TASK DESCRIPTION — Every line containing the string "endpoints" is to be copied from the records.

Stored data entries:
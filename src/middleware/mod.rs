//! HTTP middleware components.
//!
//! The guards below wire the individual stages onto a route group. `route_layer`
//! wraps what came before it, so the last layer listed runs first.

use std::any::Any;

use axum::{
    Router,
    middleware::{from_fn, from_fn_with_state},
    response::{IntoResponse, Response},
};

use crate::{error::AppError, state::AppState};

/// Session token authentication and role gates
pub mod auth;
/// Per-client request throttling
pub mod rate_limit;
/// Host-based tenant resolution
pub mod tenant;

/// Public routes: tenant resolution only.
pub fn with_tenant(router: Router<AppState>, state: &AppState) -> Router<AppState> {
    router.route_layer(from_fn_with_state(state.clone(), tenant::resolve_tenant))
}

/// Platform routes: authenticate, then require a main admin.
pub fn main_admin_only(router: Router<AppState>, state: &AppState) -> Router<AppState> {
    router
        .route_layer(from_fn(auth::require_main_admin))
        .route_layer(from_fn_with_state(state.clone(), auth::authenticate))
}

/// Shop routes: resolve tenant, authenticate, require a shop admin, check shop scope.
pub fn shop_admin_only(router: Router<AppState>, state: &AppState) -> Router<AppState> {
    router
        .route_layer(from_fn_with_state(state.clone(), auth::enforce_shop_scope))
        .route_layer(from_fn(auth::require_shop_admin))
        .route_layer(from_fn_with_state(state.clone(), auth::authenticate))
        .route_layer(from_fn_with_state(state.clone(), tenant::resolve_tenant))
}

/// Response for a handler that panicked: logged, answered as a plain 500.
pub fn panic_response(panic: Box<dyn Any + Send + 'static>) -> Response {
    let detail = panic
        .downcast_ref::<String>()
        .map(String::as_str)
        .or_else(|| panic.downcast_ref::<&str>().copied())
        .unwrap_or("non-string panic payload");

    AppError::Internal(format!("handler panicked: {detail}")).into_response()
}

#[cfg(test)]
pub(crate) mod testing {
    use std::sync::Arc;

    use axum::{Router, body::Body, http::Request, response::Response};
    use http_body_util::BodyExt;
    use tower::ServiceExt;

    use crate::{
        auth::token::TokenService,
        services::directory::{Directory, memory::MemoryDirectory},
        state::AppState,
    };

    pub const SECRET: &str = "pipeline-secret";

    /// State with a pool that never connects; fine as long as no handler queries it.
    pub fn state(directory: MemoryDirectory) -> AppState {
        let pool = sqlx::postgres::PgPoolOptions::new()
            .connect_lazy("postgres://localhost/never_used")
            .unwrap();
        AppState {
            pool,
            directory: Arc::new(directory) as Arc<dyn Directory>,
            tokens: Arc::new(TokenService::new(SECRET, 24)),
            rate_limiter: super::rate_limit::client_rate_limiter(1_000),
        }
    }

    pub async fn send(app: Router, host: &str, authorization: Option<&str>, uri: &str) -> Response {
        let mut builder = Request::builder().uri(uri).header("host", host);
        if let Some(value) = authorization {
            builder = builder.header("authorization", value);
        }
        app.oneshot(builder.body(Body::empty()).unwrap())
            .await
            .unwrap()
    }

    pub async fn json(response: Response) -> serde_json::Value {
        let bytes = response.into_body().collect().await.unwrap().to_bytes();
        serde_json::from_slice(&bytes).unwrap()
    }
}

#[cfg(test)]
mod tests {
    use axum::{Json, http::StatusCode, routing::get};
    use chrono::{Duration, Utc};
    use serde_json::json;

    use super::testing::{SECRET, json, send, state};
    use super::*;
    use crate::{
        auth::{
            principal::fixtures::{main_admin, shop_admin},
            token::TokenService,
        },
        services::directory::memory::MemoryDirectory,
        state::{MainAdminSession, ResolvedTenant, ShopAdminSession},
    };

    async fn platform_echo(MainAdminSession(claims): MainAdminSession) -> Json<serde_json::Value> {
        Json(json!({ "username": claims.username }))
    }

    async fn shop_echo(session: ShopAdminSession) -> Json<serde_json::Value> {
        Json(json!({ "shop_id": session.shop_id() }))
    }

    async fn public_echo(ResolvedTenant(tenant): ResolvedTenant) -> Json<serde_json::Value> {
        Json(json!({ "tenant": tenant.subdomain }))
    }

    fn app() -> Router {
        let directory = MemoryDirectory::default()
            .with_tenant(1, "demo", true)
            .with_tenant(2, "rival", true)
            .with_shop(7, 1);
        let state = state(directory);

        let public = with_tenant(Router::new().route("/public", get(public_echo)), &state);
        let platform = main_admin_only(Router::new().route("/platform", get(platform_echo)), &state);
        let shop = shop_admin_only(Router::new().route("/shop", get(shop_echo)), &state);

        Router::new()
            .merge(public)
            .merge(platform)
            .merge(shop)
            .with_state(state)
    }

    fn bearer(token: &str) -> String {
        format!("Bearer {token}")
    }

    fn tokens() -> TokenService {
        TokenService::new(SECRET, 24)
    }

    #[tokio::test]
    async fn main_admin_reaches_platform_route() {
        let token = tokens().issue(&main_admin(1, "admin", "x")).unwrap();
        let res = send(app(), "localhost:8080", Some(&bearer(&token)), "/platform").await;

        assert_eq!(res.status(), StatusCode::OK);
        assert_eq!(json(res).await["username"], "admin");
    }

    #[tokio::test]
    async fn shop_admin_on_platform_route_is_forbidden() {
        let token = tokens().issue(&shop_admin(2, "barista", 7, "x")).unwrap();
        let res = send(app(), "localhost:8080", Some(&bearer(&token)), "/platform").await;

        assert_eq!(res.status(), StatusCode::FORBIDDEN);
        assert_eq!(json(res).await["error"]["code"], "forbidden");
    }

    #[tokio::test]
    async fn main_admin_on_shop_route_is_forbidden() {
        let token = tokens().issue(&main_admin(1, "admin", "x")).unwrap();
        let res = send(app(), "demo.example.com", Some(&bearer(&token)), "/shop").await;

        assert_eq!(res.status(), StatusCode::FORBIDDEN);
    }

    #[tokio::test]
    async fn missing_and_wrong_scheme_are_both_unauthorized_but_distinct() {
        let missing = send(app(), "localhost", None, "/platform").await;
        let wrong = send(app(), "localhost", Some("Token abc"), "/platform").await;

        assert_eq!(missing.status(), StatusCode::UNAUTHORIZED);
        assert_eq!(wrong.status(), StatusCode::UNAUTHORIZED);
        assert_eq!(json(missing).await["error"]["code"], "missing_authorization");
        assert_eq!(json(wrong).await["error"]["code"], "invalid_authorization");
    }

    #[tokio::test]
    async fn expired_and_forged_tokens_look_the_same() {
        let stale = tokens()
            .issue_at(&main_admin(1, "admin", "x"), Utc::now() - Duration::hours(25))
            .unwrap();
        let forged = TokenService::new("not-the-secret", 24)
            .issue(&main_admin(1, "admin", "x"))
            .unwrap();

        let stale = json(send(app(), "localhost", Some(&bearer(&stale)), "/platform").await).await;
        let forged = json(send(app(), "localhost", Some(&bearer(&forged)), "/platform").await).await;

        assert_eq!(stale, forged);
        assert_eq!(stale["error"]["code"], "invalid_token");
    }

    #[tokio::test]
    async fn shop_admin_uses_claimed_shop_under_own_tenant() {
        let token = tokens().issue(&shop_admin(2, "barista", 7, "x")).unwrap();
        let res = send(app(), "demo.example.com", Some(&bearer(&token)), "/shop").await;

        assert_eq!(res.status(), StatusCode::OK);
        assert_eq!(json(res).await["shop_id"], 7);
    }

    #[tokio::test]
    async fn shop_admin_without_tenant_host_still_passes() {
        let token = tokens().issue(&shop_admin(2, "barista", 7, "x")).unwrap();
        let res = send(app(), "127.0.0.1:8080", Some(&bearer(&token)), "/shop").await;

        assert_eq!(res.status(), StatusCode::OK);
    }

    #[tokio::test]
    async fn shop_admin_under_foreign_tenant_is_forbidden() {
        let token = tokens().issue(&shop_admin(2, "barista", 7, "x")).unwrap();
        let res = send(app(), "rival.example.com", Some(&bearer(&token)), "/shop").await;

        assert_eq!(res.status(), StatusCode::FORBIDDEN);
    }

    #[tokio::test]
    async fn shop_admin_on_unknown_tenant_host_is_forbidden() {
        let token = tokens().issue(&shop_admin(2, "barista", 7, "x")).unwrap();

        for host in ["nosuch.example.com", "DEMO.example.com"] {
            let res = send(app(), host, Some(&bearer(&token)), "/shop").await;
            assert_eq!(res.status(), StatusCode::FORBIDDEN, "{host}");
        }
    }

    #[tokio::test]
    async fn public_route_needs_a_tenant_only_when_it_asks_for_one() {
        let ok = send(app(), "demo.example.com", None, "/public").await;
        assert_eq!(ok.status(), StatusCode::OK);
        assert_eq!(json(ok).await["tenant"], "demo");

        let none = send(app(), "example", None, "/public").await;
        assert_eq!(none.status(), StatusCode::BAD_REQUEST);
        assert_eq!(json(none).await["error"]["code"], "tenant_not_found");
    }
}
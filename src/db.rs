//! Database connection pool and migration management.
//!
//! This module provides utilities for:
//! - Creating and managing a PostgreSQL connection pool
//! - Running database migrations automatically

use sqlx::{Pool, Postgres};

/// Type alias for PostgreSQL connection pool.
pub type DbPool = Pool<Postgres>;

/// Create a new PostgreSQL connection pool.
///
/// The pool is created once at startup and handed to every component that needs it; there is no process-wide handle.
///
/// # Errors
///
/// Returns an error if:
/// - Database connection string is invalid
/// - Cannot connect to PostgreSQL server
/// - Database authentication fails
pub async fn create_pool(database_url: &str, max_connections: u32) -> Result<DbPool, sqlx::Error> {
    sqlx::postgres::PgPoolOptions::new()
        .max_connections(max_connections)
        .connect(database_url)
        .await
}

/// Run database migrations from the `migrations/` directory.
///
/// Migrations are tracked in the `_sqlx_migrations` table, so each one runs only once.
///
/// # Errors
///
/// Returns an error if:
/// - SQL syntax errors in migration files
/// - Database errors during migration execution
pub async fn run_migrations(pool: &DbPool) -> Result<(), sqlx::migrate::MigrateError> {
    // The macro embeds ./migrations at compile time
    sqlx::migrate!("./migrations").run(pool).await
}
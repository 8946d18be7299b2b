//! Username/password login for both principal kinds.

use crate::{
    auth::{
        password::{verify_decoy, verify_password},
        principal::PrincipalKind,
        token::TokenService,
    },
    error::AppError,
    models::admin::{LoginRequest, LoginResponse},
    services::directory::Directory,
};

/// Check credentials and issue a session token.
///
/// Unknown, inactive and wrong-password logins all fail with
/// [`AppError::InvalidCredentials`], and all of them pay for one bcrypt comparison,
/// so neither the body nor the timing tells which usernames exist.
pub async fn login(
    directory: &dyn Directory,
    tokens: &TokenService,
    kind: PrincipalKind,
    request: LoginRequest,
) -> Result<LoginResponse, AppError> {
    let Some(principal) = directory.active_principal(kind, &request.username).await? else {
        verify_decoy(&request.password).await?;
        tracing::debug!(%kind, username = %request.username, "unknown or inactive account");
        return Err(AppError::InvalidCredentials);
    };

    if !verify_password(&request.password, principal.password_hash()).await? {
        tracing::debug!(%kind, username = %request.username, "password mismatch");
        return Err(AppError::InvalidCredentials);
    }

    let token = tokens
        .issue(&principal)
        .map_err(|err| AppError::Internal(err.to_string()))?;

    tracing::info!(%kind, principal_id = principal.id(), "admin logged in");

    Ok(LoginResponse {
        token,
        user: principal,
    })
}

#[cfg(test)]
mod tests {
    use std::time::Instant;

    use super::*;
    use crate::{
        auth::principal::fixtures::{main_admin, shop_admin},
        services::directory::memory::MemoryDirectory,
    };

    fn request(username: &str, password: &str) -> LoginRequest {
        LoginRequest {
            username: username.to_string(),
            password: password.to_string(),
        }
    }

    fn directory() -> MemoryDirectory {
        let hash = bcrypt::hash("shop123", 4).unwrap();
        let mut inactive = shop_admin(3, "retired", 7, &hash);
        if let crate::auth::principal::Principal::ShopAdmin(admin) = &mut inactive {
            admin.is_active = false;
        }

        MemoryDirectory::default()
            .with_principal(main_admin(1, "admin", &bcrypt::hash("admin123", 4).unwrap()))
            .with_principal(shop_admin(2, "barista", 7, &hash))
            .with_principal(inactive)
    }

    #[tokio::test]
    async fn shop_admin_login_issues_shop_scoped_token() {
        let tokens = TokenService::new("secret", 24);
        let response = login(
            &directory(),
            &tokens,
            PrincipalKind::ShopAdmin,
            request("barista", "shop123"),
        )
        .await
        .unwrap();

        let claims = tokens.verify(&response.token).unwrap();
        assert_eq!(claims.shop_id(), Some(7));
        assert_eq!(claims.principal_id(), 2);
        assert_eq!(response.user.kind(), PrincipalKind::ShopAdmin);
    }

    #[tokio::test]
    async fn main_admin_login_has_no_shop() {
        let tokens = TokenService::new("secret", 24);
        let response = login(
            &directory(),
            &tokens,
            PrincipalKind::MainAdmin,
            request("admin", "admin123"),
        )
        .await
        .unwrap();

        assert_eq!(tokens.verify(&response.token).unwrap().shop_id(), None);
    }

    #[tokio::test]
    async fn every_failure_is_invalid_credentials() {
        let tokens = TokenService::new("secret", 24);
        let cases = [
            (PrincipalKind::ShopAdmin, request("barista", "wrong")),
            (PrincipalKind::ShopAdmin, request("nobody", "shop123")),
            (PrincipalKind::ShopAdmin, request("retired", "shop123")),
            // Usernames are per kind: a shop admin cannot log in as main admin.
            (PrincipalKind::MainAdmin, request("barista", "shop123")),
        ];

        for (kind, req) in cases {
            let err = login(&directory(), &tokens, kind, req).await.unwrap_err();
            assert!(matches!(err, AppError::InvalidCredentials));
        }
    }

    #[tokio::test]
    async fn unknown_user_costs_as_much_as_wrong_password() {
        let tokens = TokenService::new("secret", 24);
        let hash = bcrypt::hash("admin123", bcrypt::DEFAULT_COST).unwrap();
        let directory = MemoryDirectory::default().with_principal(main_admin(1, "admin", &hash));

        // First call builds the decoy hash; keep it out of the measurement.
        let _ = login(&directory, &tokens, PrincipalKind::MainAdmin, request("warmup", "x")).await;

        let started = Instant::now();
        let err = login(&directory, &tokens, PrincipalKind::MainAdmin, request("admin", "nope"))
            .await
            .unwrap_err();
        let wrong_password = started.elapsed();
        assert!(matches!(err, AppError::InvalidCredentials));

        let started = Instant::now();
        let err = login(&directory, &tokens, PrincipalKind::MainAdmin, request("ghost", "nope"))
            .await
            .unwrap_err();
        let unknown_user = started.elapsed();
        assert!(matches!(err, AppError::InvalidCredentials));

        assert!(
            unknown_user * 4 > wrong_password,
            "wrong_password={wrong_password:?} unknown_user={unknown_user:?}"
        );
    }
}
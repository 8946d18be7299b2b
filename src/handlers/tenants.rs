//! Tenant management (main admin only).
//!
//! - GET /api/admin/tenants
//! - POST /api/admin/tenants
//! - GET /api/admin/tenants/{id}
//! - PUT /api/admin/tenants/{id}
//! - DELETE /api/admin/tenants/{id}

use axum::{
    Json,
    extract::{Path, State},
    http::StatusCode,
};
use serde_json::{Value, json};

use crate::{
    error::AppError,
    models::tenant::{CreateTenantRequest, Tenant, TenantDetails, UpdateTenantRequest},
    services::tenant_service,
    state::{AppState, MainAdminSession},
};

pub async fn list_tenants(
    State(state): State<AppState>,
    _session: MainAdminSession,
) -> Result<Json<Vec<Tenant>>, AppError> {
    Ok(Json(tenant_service::list_tenants(&state.pool).await?))
}

/// Create a tenant.
///
/// # Request Body
///
/// ```json
/// { "subdomain": "demo", "name": "Demo Coffee Shop" }
/// ```
///
/// # Response
///
/// - **201 Created**: the new tenant
/// - **400**: invalid or reserved subdomain
/// - **409**: subdomain already taken
pub async fn create_tenant(
    State(state): State<AppState>,
    MainAdminSession(claims): MainAdminSession,
    Json(request): Json<CreateTenantRequest>,
) -> Result<(StatusCode, Json<Tenant>), AppError> {
    let tenant = tenant_service::create_tenant(&state.pool, request).await?;
    tracing::info!(admin = %claims.username, tenant_id = tenant.id, "tenant created by main admin");

    Ok((StatusCode::CREATED, Json(tenant)))
}

/// Tenant with its coffee shops.
pub async fn get_tenant(
    State(state): State<AppState>,
    _session: MainAdminSession,
    Path(tenant_id): Path<i64>,
) -> Result<Json<TenantDetails>, AppError> {
    Ok(Json(tenant_service::get_tenant(&state.pool, tenant_id).await?))
}

pub async fn update_tenant(
    State(state): State<AppState>,
    _session: MainAdminSession,
    Path(tenant_id): Path<i64>,
    Json(request): Json<UpdateTenantRequest>,
) -> Result<Json<Tenant>, AppError> {
    Ok(Json(
        tenant_service::update_tenant(&state.pool, tenant_id, request).await?,
    ))
}

pub async fn delete_tenant(
    State(state): State<AppState>,
    _session: MainAdminSession,
    Path(tenant_id): Path<i64>,
) -> Result<Json<Value>, AppError> {
    tenant_service::delete_tenant(&state.pool, tenant_id).await?;
    Ok(Json(json!({ "message": "Tenant deleted successfully" })))
}
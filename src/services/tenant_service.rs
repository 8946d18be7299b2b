//! Tenant management for the platform admin.

use validator::Validate;

use crate::{
    db::DbPool,
    error::AppError,
    models::{
        coffee_shop::CoffeeShop,
        tenant::{CreateTenantRequest, Tenant, TenantDetails, UpdateTenantRequest},
    },
    services::shop_service,
    tenancy,
};

/// Subdomains are lowercase DNS labels: ASCII lowercase letters, digits and inner
/// hyphens. Clients lowercase host names and lookup is exact, so an uppercase
/// subdomain could never be reached. Labels that host resolution ignores cannot be
/// assigned.
pub fn validate_subdomain(subdomain: &str) -> Result<(), AppError> {
    let valid_chars = subdomain
        .chars()
        .all(|c| c.is_ascii_lowercase() || c.is_ascii_digit() || c == '-');
    if !valid_chars || subdomain.starts_with('-') || subdomain.ends_with('-') {
        return Err(AppError::InvalidRequest(
            "subdomain may only contain lowercase letters, digits and inner hyphens".to_string(),
        ));
    }
    if tenancy::is_reserved_label(subdomain) {
        return Err(AppError::InvalidRequest(format!(
            "subdomain '{subdomain}' is reserved"
        )));
    }
    Ok(())
}

pub async fn list_tenants(pool: &DbPool) -> Result<Vec<Tenant>, AppError> {
    let tenants = sqlx::query_as::<_, Tenant>(
        r#"
        SELECT id, subdomain, name, is_active, created_at, updated_at
        FROM tenants
        WHERE deleted_at IS NULL
        ORDER BY id
        "#,
    )
    .fetch_all(pool)
    .await?;

    Ok(tenants)
}

pub async fn find_tenant(pool: &DbPool, tenant_id: i64) -> Result<Option<Tenant>, AppError> {
    let tenant = sqlx::query_as::<_, Tenant>(
        r#"
        SELECT id, subdomain, name, is_active, created_at, updated_at
        FROM tenants
        WHERE id = $1 AND deleted_at IS NULL
        "#,
    )
    .bind(tenant_id)
    .fetch_optional(pool)
    .await?;

    Ok(tenant)
}

/// Create a tenant. New tenants start active.
///
/// # Errors
///
/// - `InvalidRequest`: bad subdomain or name
/// - `Conflict`: subdomain already taken
pub async fn create_tenant(pool: &DbPool, request: CreateTenantRequest) -> Result<Tenant, AppError> {
    request.validate()?;
    validate_subdomain(&request.subdomain)?;

    let taken: bool = sqlx::query_scalar(
        "SELECT EXISTS(SELECT 1 FROM tenants WHERE subdomain = $1 AND deleted_at IS NULL)",
    )
    .bind(&request.subdomain)
    .fetch_one(pool)
    .await?;

    if taken {
        return Err(AppError::Conflict(format!(
            "Subdomain '{}' is already taken",
            request.subdomain
        )));
    }

    let tenant = sqlx::query_as::<_, Tenant>(
        r#"
        INSERT INTO tenants (subdomain, name, is_active)
        VALUES ($1, $2, true)
        RETURNING id, subdomain, name, is_active, created_at, updated_at
        "#,
    )
    .bind(&request.subdomain)
    .bind(&request.name)
    .fetch_one(pool)
    .await
    .map_err(|err| {
        AppError::conflict_on_unique(
            err,
            format!("Subdomain '{}' is already taken", request.subdomain),
        )
    })?;

    tracing::info!(tenant_id = tenant.id, subdomain = %tenant.subdomain, "tenant created");
    Ok(tenant)
}

/// Tenant with all of its (non-deleted) shops.
pub async fn get_tenant(pool: &DbPool, tenant_id: i64) -> Result<TenantDetails, AppError> {
    let tenant = find_tenant(pool, tenant_id)
        .await?
        .ok_or(AppError::NotFound("Tenant"))?;
    let coffee_shops: Vec<CoffeeShop> = shop_service::list_shops(pool, tenant_id).await?;

    Ok(TenantDetails {
        tenant,
        coffee_shops,
    })
}

pub async fn update_tenant(
    pool: &DbPool,
    tenant_id: i64,
    request: UpdateTenantRequest,
) -> Result<Tenant, AppError> {
    request.validate()?;

    let tenant = sqlx::query_as::<_, Tenant>(
        r#"
        UPDATE tenants
        SET name = COALESCE($2, name),
            is_active = COALESCE($3, is_active),
            updated_at = NOW()
        WHERE id = $1 AND deleted_at IS NULL
        RETURNING id, subdomain, name, is_active, created_at, updated_at
        "#,
    )
    .bind(tenant_id)
    .bind(request.name)
    .bind(request.is_active)
    .fetch_optional(pool)
    .await?
    .ok_or(AppError::NotFound("Tenant"))?;

    Ok(tenant)
}

/// Soft delete: the row stays, deactivated and stamped with `deleted_at`.
pub async fn delete_tenant(pool: &DbPool, tenant_id: i64) -> Result<(), AppError> {
    let affected = sqlx::query(
        r#"
        UPDATE tenants
        SET is_active = false, deleted_at = NOW(), updated_at = NOW()
        WHERE id = $1 AND deleted_at IS NULL
        "#,
    )
    .bind(tenant_id)
    .execute(pool)
    .await?
    .rows_affected();

    if affected == 0 {
        return Err(AppError::NotFound("Tenant"));
    }

    tracing::info!(tenant_id, "tenant deleted");
    Ok(())
}
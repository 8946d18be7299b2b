//! HTTP request handlers (route handlers).
//!
//! Each handler is an async function that:
//! 1. Receives HTTP request data (JSON body, path params, typed session extractors)
//! 2. Calls into `services`
//! 3. Returns HTTP response (JSON, status code)

/// Login endpoints
pub mod auth;
pub mod categories;
pub mod health;
pub mod menu;
/// Tenant-scoped public endpoints
pub mod public;
pub mod settings;
pub mod shops;
pub mod tenants;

REPLY —
/// Login endpoints
/// Tenant-scoped public endpoints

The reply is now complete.